The corruption-tainted governor of Illinois defied Democratic party leaders on Tuesday by appointing a prominent black American statesman to the US Senate seat vacated by US president-elect Barack Obama.
Senate Democrats vowed not to seat former Illinois attorney general Roland Burris, saying he would “serve under a shadow and be plagued by questions of impropriety” in the wake of federal corruption charges stating that Governor Rod Blagojevich tried to sell the seat to the highest bidder.
Obama said that while Burris is “a good man and a fine public servant,” the president-elect supports the decision not to seat anyone appointed by Blagojevich.

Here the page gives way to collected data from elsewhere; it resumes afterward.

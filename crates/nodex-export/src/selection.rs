//! Selection of the node variant records that make up an export.
//!
//! Selection runs in several passes over the candidate list:
//!
//! 1. keep the dimension combinations whose language is the source language,
//! 2. collect the starting node and its descendants in each of them,
//! 3. deduplicate variants per identifier, preferring the source language,
//! 4. drop records that resolve in no source combination, or below a hidden
//!    ancestor in any combination where they resolve,
//! 5. sort by normalized path.

use std::collections::BTreeMap;

use nodex_common::{path, Dimensions, NodeVariantRecord};
use nodex_store::{
    ChildQuery, ContentContext, ContentRepository, DimensionCombinator, NodeStoreReader, ReadPrivilege,
};
use tracing::debug;

use crate::properties::FxHashMap;
use crate::walker::ContentWalker;
use crate::{Error, ExportRequest, ExportSettings, Result};

/// Ordered records of one export.
///
/// Variants of one identifier are contiguous; no two records share both
/// identifier and effective dimension values.
#[derive(Debug, Clone, Default, PartialEq)]
pub struct SelectionResult {
    records: Vec<NodeVariantRecord>,
}

impl SelectionResult {
    /// Number of records (variants).
    pub fn len(&self) -> usize {
        self.records.len()
    }

    pub fn is_empty(&self) -> bool {
        self.records.is_empty()
    }

    pub fn iter(&self) -> std::slice::Iter<'_, NodeVariantRecord> {
        self.records.iter()
    }

    /// Number of distinct logical nodes.
    pub fn node_count(&self) -> usize {
        let mut count = 0;
        let mut previous: Option<&str> = None;
        for record in &self.records {
            if previous != Some(record.identifier.as_str()) {
                count += 1;
                previous = Some(&record.identifier);
            }
        }
        count
    }

    pub fn into_records(self) -> Vec<NodeVariantRecord> {
        self.records
    }
}

impl<'a> IntoIterator for &'a SelectionResult {
    type Item = &'a NodeVariantRecord;
    type IntoIter = std::slice::Iter<'a, NodeVariantRecord>;

    fn into_iter(self) -> Self::IntoIter {
        self.records.iter()
    }
}

/// Computes the [`SelectionResult`] of an [`ExportRequest`].
pub struct SelectionEngine<'a, R: ContentRepository + ?Sized> {
    repository: &'a R,
    settings: &'a ExportSettings,
}

impl<'a, R: ContentRepository + ?Sized> SelectionEngine<'a, R> {
    pub fn new(repository: &'a R, settings: &'a ExportSettings) -> Self {
        Self {
            repository,
            settings,
        }
    }

    /// The context every store read of `request` starts from.
    ///
    /// Reads run with elevated privilege; hidden and inaccessible content is
    /// only shown when the request does not ignore hidden content.
    pub fn base_context(&self, request: &ExportRequest) -> ContentContext {
        let workspace = request
            .workspace
            .clone()
            .unwrap_or_else(|| self.settings.workspace.clone());
        ContentContext::new(workspace, Dimensions::new())
            .show_invisible(!request.ignore_hidden)
            .show_inaccessible(!request.ignore_hidden)
            .with_privilege(ReadPrivilege::Elevated)
    }

    /// All allowed combinations whose language is `language`.
    pub fn source_combinations(&self, language: &str) -> Result<Vec<Dimensions>> {
        let dimension = self.settings.language_dimension.as_str();
        let combinations: Vec<Dimensions> = self
            .repository
            .all_allowed_combinations()
            .into_iter()
            .filter(|c| c.effective(dimension) == Some(language))
            .collect();

        if combinations.is_empty() {
            return Err(Error::UnknownSourceLanguage {
                dimension: dimension.to_string(),
                language: language.to_string(),
            });
        }
        Ok(combinations)
    }

    /// Resolve a logical node in one source context.
    pub fn resolve_in_language(
        &self,
        identifier: &str,
        context: &ContentContext,
    ) -> Result<Option<NodeVariantRecord>> {
        Ok(self.repository.get_node_by_identifier(identifier, context)?)
    }

    /// Run the full selection for `request`.
    pub fn select(&self, request: &ExportRequest) -> Result<SelectionResult> {
        let start_path = path::site_path(&request.starting_point);
        path::validate(&start_path)?;

        let base = self.base_context(request);
        let contexts: Vec<ContentContext> = self
            .source_combinations(&request.source_language)?
            .into_iter()
            .map(|combination| base.for_dimensions(combination))
            .collect();

        let candidates = self.collect(&start_path, &contexts, request.exclude_child_documents)?;
        let Some(candidates) = candidates else {
            return Err(Error::NodeNotFound(start_path));
        };
        debug!(count = candidates.len(), "collected candidate records");

        let deduplicated = self.deduplicate(candidates, &request.source_language);
        debug!(count = deduplicated.len(), "deduplicated records");

        let mut visible = Vec::with_capacity(deduplicated.len());
        for record in deduplicated {
            if self.resolves_visibly(&record, &contexts, &request.source_language, request.ignore_hidden)? {
                visible.push(record);
            } else {
                debug!(
                    identifier = %record.identifier,
                    path = %record.path,
                    "dropping record that is hidden or resolves in no source context"
                );
            }
        }

        let records = sort_records(visible);
        debug!(count = records.len(), "selected records");
        Ok(SelectionResult { records })
    }

    /// Starting node plus descendants in every context, or `None` when the
    /// starting node resolves in none of them.
    fn collect(
        &self,
        start_path: &str,
        contexts: &[ContentContext],
        exclude_child_documents: bool,
    ) -> Result<Option<Vec<NodeVariantRecord>>> {
        let mut found = false;
        let mut records = Vec::new();

        for context in contexts {
            let Some(root) = self.repository.get_node(start_path, context)? else {
                debug!(dimensions = %context.dimensions, "starting node not found in combination");
                continue;
            };
            found = true;

            if exclude_child_documents {
                let walker = ContentWalker::new(self.repository, &self.settings.document_node_type);
                records.extend(walker.walk(root, context)?);
            } else {
                let query = ChildQuery {
                    parent_path: start_path,
                    node_type_filter: None,
                    workspace: &context.workspace,
                    dimensions: &context.dimensions,
                    include_removed: context.removed_content_shown,
                    recursive: true,
                    privilege: &context.privilege,
                };
                records.push(root);
                records.extend(self.repository.find_children(&query)?);
            }
        }

        Ok(found.then_some(records))
    }

    /// One entry per identifier and effective dimension values.
    ///
    /// When any variant of a node is in the source language, all its source
    /// variants are kept; otherwise the variant with the smallest dimension
    /// signature stands in for the node.
    fn deduplicate(&self, records: Vec<NodeVariantRecord>, source_language: &str) -> Vec<NodeVariantRecord> {
        let dimension = self.settings.language_dimension.as_str();

        let mut order: Vec<String> = Vec::new();
        let mut groups: FxHashMap<String, BTreeMap<String, NodeVariantRecord>> = FxHashMap::default();
        for record in records {
            let group = groups.entry_ref(record.identifier.as_str()).or_default();
            if group.is_empty() {
                order.push(record.identifier.clone());
            }
            group
                .entry(record.dimension_values.effective_signature())
                .or_insert(record);
        }

        let mut result = Vec::new();
        for identifier in order {
            let Some(variants) = groups.remove(&identifier) else {
                continue;
            };
            let has_source = variants.values().any(|r| r.is_in(dimension, source_language));
            if has_source {
                result.extend(variants.into_values().filter(|r| r.is_in(dimension, source_language)));
            } else if let Some((_, record)) = variants.into_iter().next() {
                result.push(record);
            }
        }
        result
    }

    /// Whether a record resolves in some source context and sits below no
    /// hidden ancestor in any context where it resolves.
    ///
    /// A source-language record only counts as resolving where the lookup
    /// yields that very variant; other records are checked as re-resolved.
    fn resolves_visibly(
        &self,
        record: &NodeVariantRecord,
        contexts: &[ContentContext],
        source_language: &str,
        ignore_hidden: bool,
    ) -> Result<bool> {
        let in_source = record.is_in(&self.settings.language_dimension, source_language);
        let signature = record.dimension_values.effective_signature();

        let mut resolved_anywhere = false;
        for context in contexts {
            let lookup = context.clone().show_invisible(true);
            let Some(resolved) = self.resolve_in_language(&record.identifier, &lookup)? else {
                continue;
            };
            let checked = if in_source {
                if resolved.dimension_values.effective_signature() != signature {
                    continue;
                }
                record
            } else {
                &resolved
            };

            if ignore_hidden && self.has_hidden_ancestor(checked, &lookup)? {
                return Ok(false);
            }
            resolved_anywhere = true;
        }
        Ok(resolved_anywhere)
    }

    /// Walk up from `record` in `context`, which must show hidden content.
    ///
    /// The walk ends at the first ancestor that does not resolve or carries
    /// no dimension values; such an ancestor is not checked.
    fn has_hidden_ancestor(&self, record: &NodeVariantRecord, context: &ContentContext) -> Result<bool> {
        if record.hidden {
            return Ok(true);
        }

        let mut current = record.parent_path().map(str::to_string);
        while let Some(parent) = current {
            let Some(ancestor) = self.repository.get_node(&parent, context)? else {
                break;
            };
            if ancestor.dimension_values.is_empty() {
                break;
            }
            if ancestor.hidden {
                return Ok(true);
            }
            current = ancestor.parent_path().map(str::to_string);
        }
        Ok(false)
    }
}

/// Order records by normalized path, keeping the variants of one identifier
/// together at the position of their smallest path.
fn sort_records(records: Vec<NodeVariantRecord>) -> Vec<NodeVariantRecord> {
    let mut group_keys: FxHashMap<&str, String> = FxHashMap::default();
    for record in &records {
        let key = path::sort_key(&record.path);
        group_keys
            .entry(record.identifier.as_str())
            .and_modify(|k| {
                if key < *k {
                    *k = key.clone();
                }
            })
            .or_insert(key);
    }

    let mut keyed: Vec<(String, String, String, &NodeVariantRecord)> = records
        .iter()
        .map(|r| {
            (
                group_keys[r.identifier.as_str()].clone(),
                path::sort_key(&r.path),
                r.dimension_values.effective_signature(),
                r,
            )
        })
        .collect();
    keyed.sort_by(|a, b| {
        a.0.cmp(&b.0)
            .then_with(|| a.3.identifier.cmp(&b.3.identifier))
            .then_with(|| a.1.cmp(&b.1))
            .then_with(|| a.2.cmp(&b.2))
    });

    keyed.into_iter().map(|(_, _, _, r)| r.clone()).collect()
}
//! Interfaces of the content store collaborators.
//!
//! The export engine only ever reads through these traits. [`MemoryStore`]
//! implements all of them over a snapshot; other backends can implement them
//! over a live database.
//!
//! [`MemoryStore`]: crate::MemoryStore

use nodex_common::{Dimensions, NodeVariantRecord};
use serde::{Deserialize, Serialize};

use crate::{ContentContext, NodeTypeFilter, PropertyExport, ReadPrivilege, Result};

/// A site: the top-level node below `/sites` plus its metadata.
#[derive(Debug, Clone, PartialEq, Eq, Serialize, Deserialize)]
#[serde(rename_all = "camelCase")]
pub struct Site {
    pub node_name: String,
    pub name: String,
    pub site_resources_package_key: String,
}

/// Parameters of a child node lookup.
#[derive(Debug, Clone)]
pub struct ChildQuery<'a> {
    pub parent_path: &'a str,
    pub node_type_filter: Option<&'a NodeTypeFilter>,
    pub workspace: &'a str,
    pub dimensions: &'a Dimensions,
    pub include_removed: bool,
    /// Return all descendants instead of direct children only.
    pub recursive: bool,
    pub privilege: &'a ReadPrivilege,
}

/// Read access to node records.
pub trait NodeStoreReader {
    /// Resolve the node at `path` in the context's workspace and dimensions.
    fn get_node(&self, path: &str, context: &ContentContext) -> Result<Option<NodeVariantRecord>>;

    /// Resolve a node by identifier in the context's workspace and dimensions.
    fn get_node_by_identifier(
        &self,
        identifier: &str,
        context: &ContentContext,
    ) -> Result<Option<NodeVariantRecord>>;

    /// Find children (or all descendants) of a path, one variant per node.
    ///
    /// Hidden nodes are returned; visibility is the caller's concern.
    fn find_children(&self, query: &ChildQuery<'_>) -> Result<Vec<NodeVariantRecord>>;
}

/// Enumerates the legal dimension combinations of a store.
pub trait DimensionCombinator {
    fn all_allowed_combinations(&self) -> Vec<Dimensions>;
}

/// Node type metadata needed for export.
pub trait NodeTypeRegistry {
    /// Export information for one property, `None` if the type does not
    /// declare it.
    fn property_export(&self, node_type: &str, property: &str) -> Option<PropertyExport>;
}

/// Site lookup by node name.
pub trait SiteRepository {
    fn find_site(&self, node_name: &str) -> Result<Option<Site>>;
}

/// Everything an export reads from.
pub trait ContentRepository:
    NodeStoreReader + DimensionCombinator + NodeTypeRegistry + SiteRepository
{
}

impl<T> ContentRepository for T where
    T: NodeStoreReader + DimensionCombinator + NodeTypeRegistry + SiteRepository + ?Sized
{
}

Obama called the governor's move “extremely disappointing” and said the “best resolution would be for the governor to resign his office and allow a lawful and appropriate process of succession to take place.”
“While Governor Blagojevich is entitled to his day in court, the people of Illinois are entitled to a functioning government and major decisions free of taint and controversy,” Obama said in a statement.

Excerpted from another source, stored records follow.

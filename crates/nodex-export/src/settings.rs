//! Export settings.
//!
//! Settings are read from a TOML file; every key is optional:
//!
//! ```toml
//! language_dimension = "language"
//! document_node_type = "Neos.Neos:Document"
//! workspace = "live"
//! indent = 2
//! ```

use std::path::Path;

use nodex_common::LIVE_WORKSPACE;
use serde::Deserialize;

use crate::Result;

/// Default name of the language dimension.
pub const DEFAULT_LANGUAGE_DIMENSION: &str = "language";

/// Default super type of page-like nodes.
pub const DEFAULT_DOCUMENT_NODE_TYPE: &str = "Neos.Neos:Document";

/// Store-specific knobs of the export engine.
#[derive(Debug, Clone, PartialEq, Eq, Deserialize)]
#[serde(default)]
pub struct ExportSettings {
    /// Dimension whose effective value is a record's language.
    pub language_dimension: String,
    /// Node type all document (page-like) node types inherit from.
    pub document_node_type: String,
    /// Workspace exported when a request names none.
    pub workspace: String,
    /// Spaces per indentation level in the XML output.
    pub indent: usize,
}

impl Default for ExportSettings {
    fn default() -> Self {
        Self {
            language_dimension: DEFAULT_LANGUAGE_DIMENSION.to_string(),
            document_node_type: DEFAULT_DOCUMENT_NODE_TYPE.to_string(),
            workspace: LIVE_WORKSPACE.to_string(),
            indent: 2,
        }
    }
}

impl ExportSettings {
    /// Parse settings from TOML text.
    pub fn from_toml_str(text: &str) -> Result<Self> {
        Ok(toml::from_str(text)?)
    }

    /// Load settings from a TOML file.
    pub fn load<P: AsRef<Path>>(path: P) -> Result<Self> {
        let text = std::fs::read_to_string(path)?;
        Self::from_toml_str(&text)
    }
}

#[cfg(test)]
mod tests {
    use super::*;

    #[test]
    fn test_partial_settings_keep_defaults() {
        let settings = ExportSettings::from_toml_str("language_dimension = \"locale\"").unwrap();
        assert_eq!(settings.language_dimension, "locale");
        assert_eq!(settings.document_node_type, DEFAULT_DOCUMENT_NODE_TYPE);
        assert_eq!(settings.workspace, "live");
        assert_eq!(settings.indent, 2);
    }

    #[test]
    fn test_invalid_settings() {
        assert!(ExportSettings::from_toml_str("indent = \"wide\"").is_err());
    }
}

But Illinois congressman and civil rights leader Bobby Rush used racially tinged language in urging Senate Democrats to reconsider, saying they should “not hang and lynch the appointee as you try to castigate the appointer.”
Rush said Burris is a “worthy” candidate without an “iota of taint” on his 40-year record of public service and said that with Obama's departure, there are no African-Americans in the US Senate.

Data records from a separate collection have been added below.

//! In-memory content store backed by a JSON snapshot.
//!
//! The snapshot holds sites, node type definitions, dimension presets and the
//! denormalized node records (one record per node and dimension combination):
//!
//! ```json
//! {
//!   "sites": [{ "nodeName": "acme", "name": "Acme Inc.", "siteResourcesPackageKey": "Acme.Site" }],
//!   "nodeTypes": { "Acme:Page": { "superTypes": ["Neos.Neos:Document"], "properties": { "title": { "type": "string" } } } },
//!   "dimensions": { "language": { "presets": { "en": { "values": ["en"] } } } },
//!   "nodes": [{ "identifier": "a1", "path": "/sites/acme", "nodeType": "Acme:Page", "dimensionValues": { "language": ["en"] } }]
//! }
//! ```

use std::collections::BTreeMap;
use std::path::Path;

use hashbrown::{HashMap as FastHashMap, HashSet as FastHashSet};
use memmap2::Mmap;
use nodex_common::{path, NodeVariantRecord};
use rustc_hash::FxHasher;
use serde::{Deserialize, Serialize};
use tracing::debug;

use crate::dimensions::{ContentDimension, PresetCombinator};
use crate::node_type::{NodeTypeDefinition, NodeTypeManager};
use crate::repository::{
    ChildQuery, DimensionCombinator, NodeStoreReader, NodeTypeRegistry, Site, SiteRepository,
};
use crate::{ContentContext, Error, PropertyExport, Result};

pub(crate) type FxHashMap<K, V> = FastHashMap<K, V, std::hash::BuildHasherDefault<FxHasher>>;
pub(crate) type FxHashSet<T> = FastHashSet<T, std::hash::BuildHasherDefault<FxHasher>>;

/// Serialized form of a [`MemoryStore`].
#[derive(Debug, Clone, Default, Serialize, Deserialize)]
#[serde(rename_all = "camelCase")]
pub struct Snapshot {
    #[serde(default)]
    pub sites: Vec<Site>,
    #[serde(default)]
    pub node_types: BTreeMap<String, NodeTypeDefinition>,
    #[serde(default)]
    pub dimensions: BTreeMap<String, ContentDimension>,
    #[serde(default)]
    pub nodes: Vec<NodeVariantRecord>,
}

impl Snapshot {
    /// Create an empty snapshot.
    pub fn new() -> Self {
        Self::default()
    }

    /// Builder-style site declaration.
    pub fn site(
        mut self,
        node_name: impl Into<String>,
        name: impl Into<String>,
        package_key: impl Into<String>,
    ) -> Self {
        self.sites.push(Site {
            node_name: node_name.into(),
            name: name.into(),
            site_resources_package_key: package_key.into(),
        });
        self
    }

    /// Builder-style node type declaration.
    pub fn node_type(mut self, name: impl Into<String>, definition: NodeTypeDefinition) -> Self {
        self.node_types.insert(name.into(), definition);
        self
    }

    /// Builder-style dimension declaration.
    pub fn dimension(mut self, name: impl Into<String>, dimension: ContentDimension) -> Self {
        self.dimensions.insert(name.into(), dimension);
        self
    }

    /// Builder-style record insertion.
    pub fn node(mut self, record: NodeVariantRecord) -> Self {
        self.nodes.push(record);
        self
    }
}

/// Lookup tables of one workspace, holding indices into the record list.
#[derive(Debug, Default)]
pub(crate) struct WorkspaceIndex {
    pub(crate) by_path: FxHashMap<String, Vec<usize>>,
    pub(crate) by_identifier: FxHashMap<String, Vec<usize>>,
    pub(crate) children: FxHashMap<String, Vec<usize>>,
}

/// Content store holding every record in memory.
pub struct MemoryStore {
    pub(crate) sites: FxHashMap<String, Site>,
    pub(crate) node_types: NodeTypeManager,
    pub(crate) combinator: PresetCombinator,
    pub(crate) records: Vec<NodeVariantRecord>,
    pub(crate) workspaces: FxHashMap<String, WorkspaceIndex>,
}

impl MemoryStore {
    /// Open a snapshot file.
    pub fn open<P: AsRef<Path>>(path: P) -> Result<Self> {
        let file = std::fs::File::open(path.as_ref())?;
        // SAFETY: the map is only read while parsing and dropped before return;
        // the snapshot file is not expected to change underneath us.
        let mmap = unsafe { Mmap::map(&file)? };
        let store = Self::parse(&mmap)?;
        debug!(
            path = %path.as_ref().display(),
            records = store.records.len(),
            "loaded store snapshot"
        );
        Ok(store)
    }

    /// Parse a snapshot from JSON bytes.
    pub fn parse(data: &[u8]) -> Result<Self> {
        let snapshot: Snapshot = serde_json::from_slice(data)?;
        Self::from_snapshot(snapshot)
    }

    /// Build the store and its indexes from a snapshot.
    pub fn from_snapshot(snapshot: Snapshot) -> Result<Self> {
        let combinator = PresetCombinator::new(snapshot.dimensions)?;
        let node_types = NodeTypeManager::new(snapshot.node_types);

        let sites = snapshot
            .sites
            .into_iter()
            .map(|s| (s.node_name.clone(), s))
            .collect();

        let mut workspaces: FxHashMap<String, WorkspaceIndex> = FxHashMap::default();
        let mut variants: FxHashSet<(&str, &str, String)> = FxHashSet::default();

        for (idx, record) in snapshot.nodes.iter().enumerate() {
            path::validate(&record.path)?;

            let variant = (
                record.workspace.as_str(),
                record.identifier.as_str(),
                record.dimension_values.effective_signature(),
            );
            if !variants.insert(variant) {
                return Err(Error::DuplicateVariant {
                    identifier: record.identifier.clone(),
                    workspace: record.workspace.clone(),
                    dimensions: record.dimension_values.to_string(),
                });
            }

            let index = workspaces.entry(record.workspace.clone()).or_default();
            index
                .by_path
                .entry(record.path.clone())
                .or_default()
                .push(idx);
            index
                .by_identifier
                .entry(record.identifier.clone())
                .or_default()
                .push(idx);
            if let Some(parent) = record.parent_path() {
                index
                    .children
                    .entry(parent.to_string())
                    .or_default()
                    .push(idx);
            }
        }
        drop(variants);

        Ok(Self {
            sites,
            node_types,
            combinator,
            records: snapshot.nodes,
            workspaces,
        })
    }
}

impl NodeStoreReader for MemoryStore {
    fn get_node(&self, path: &str, context: &ContentContext) -> Result<Option<NodeVariantRecord>> {
        let Some(candidates) = self
            .workspaces
            .get(&context.workspace)
            .and_then(|ws| ws.by_path.get(path))
        else {
            return Ok(None);
        };

        Ok(self
            .best_variant(candidates, &context.dimensions, context.removed_content_shown)
            .filter(|r| context.admits(r))
            .cloned())
    }

    fn get_node_by_identifier(
        &self,
        identifier: &str,
        context: &ContentContext,
    ) -> Result<Option<NodeVariantRecord>> {
        let Some(candidates) = self
            .workspaces
            .get(&context.workspace)
            .and_then(|ws| ws.by_identifier.get(identifier))
        else {
            return Ok(None);
        };

        Ok(self
            .best_variant(candidates, &context.dimensions, context.removed_content_shown)
            .filter(|r| context.admits(r))
            .cloned())
    }

    fn find_children(&self, query: &ChildQuery<'_>) -> Result<Vec<NodeVariantRecord>> {
        let Some(workspace) = self.workspaces.get(query.workspace) else {
            return Ok(Vec::new());
        };

        let candidates = self.descendant_indices(workspace, query.parent_path, query.recursive);

        // Group candidate variants per logical node, keeping first-seen order.
        let mut order: Vec<&str> = Vec::new();
        let mut groups: FxHashMap<&str, Vec<usize>> = FxHashMap::default();
        for idx in candidates {
            let identifier = self.records[idx].identifier.as_str();
            let group = groups.entry(identifier).or_default();
            if group.is_empty() {
                order.push(identifier);
            }
            group.push(idx);
        }

        let mut result: Vec<NodeVariantRecord> = order
            .into_iter()
            .filter_map(|identifier| {
                self.best_variant(&groups[identifier], query.dimensions, query.include_removed)
            })
            .filter(|r| {
                query.node_type_filter.map_or(true, |filter| {
                    filter.matches(&r.node_type, |t, s| self.node_types.is_of_type(t, s))
                })
            })
            .filter(|r| query.privilege.can_read(r))
            .cloned()
            .collect();

        result.sort_by(|a, b| {
            path::compare(&a.path, &b.path).then_with(|| a.identifier.cmp(&b.identifier))
        });

        Ok(result)
    }
}

impl DimensionCombinator for MemoryStore {
    fn all_allowed_combinations(&self) -> Vec<nodex_common::Dimensions> {
        self.combinator.combinations()
    }
}

impl NodeTypeRegistry for MemoryStore {
    fn property_export(&self, node_type: &str, property: &str) -> Option<PropertyExport> {
        self.node_types.property_export(node_type, property)
    }
}

impl SiteRepository for MemoryStore {
    fn find_site(&self, node_name: &str) -> Result<Option<Site>> {
        Ok(self.sites.get(node_name).cloned())
    }
}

Rush, who joined Burris and Blagojevich at a Tuesday press conference, said he would “challenge” and “persuade” his colleagues in Congress not to block a qualified black candidate.
“I don't think they want to go on record doing that,” he said.
Blagojevich, who has vehemently denied any wrongdoing, said he was merely fulfilling his duty to the citizens of Illinois after state lawmakers failed to call a special election.
The governor described Burris as “an individual who has unquestioned integrity, extensive experience and is a wise and distinguished senior statesman of Illinois.”
“Please don't allow the allegations against me to taint this good and honest man,” Blagojevich said.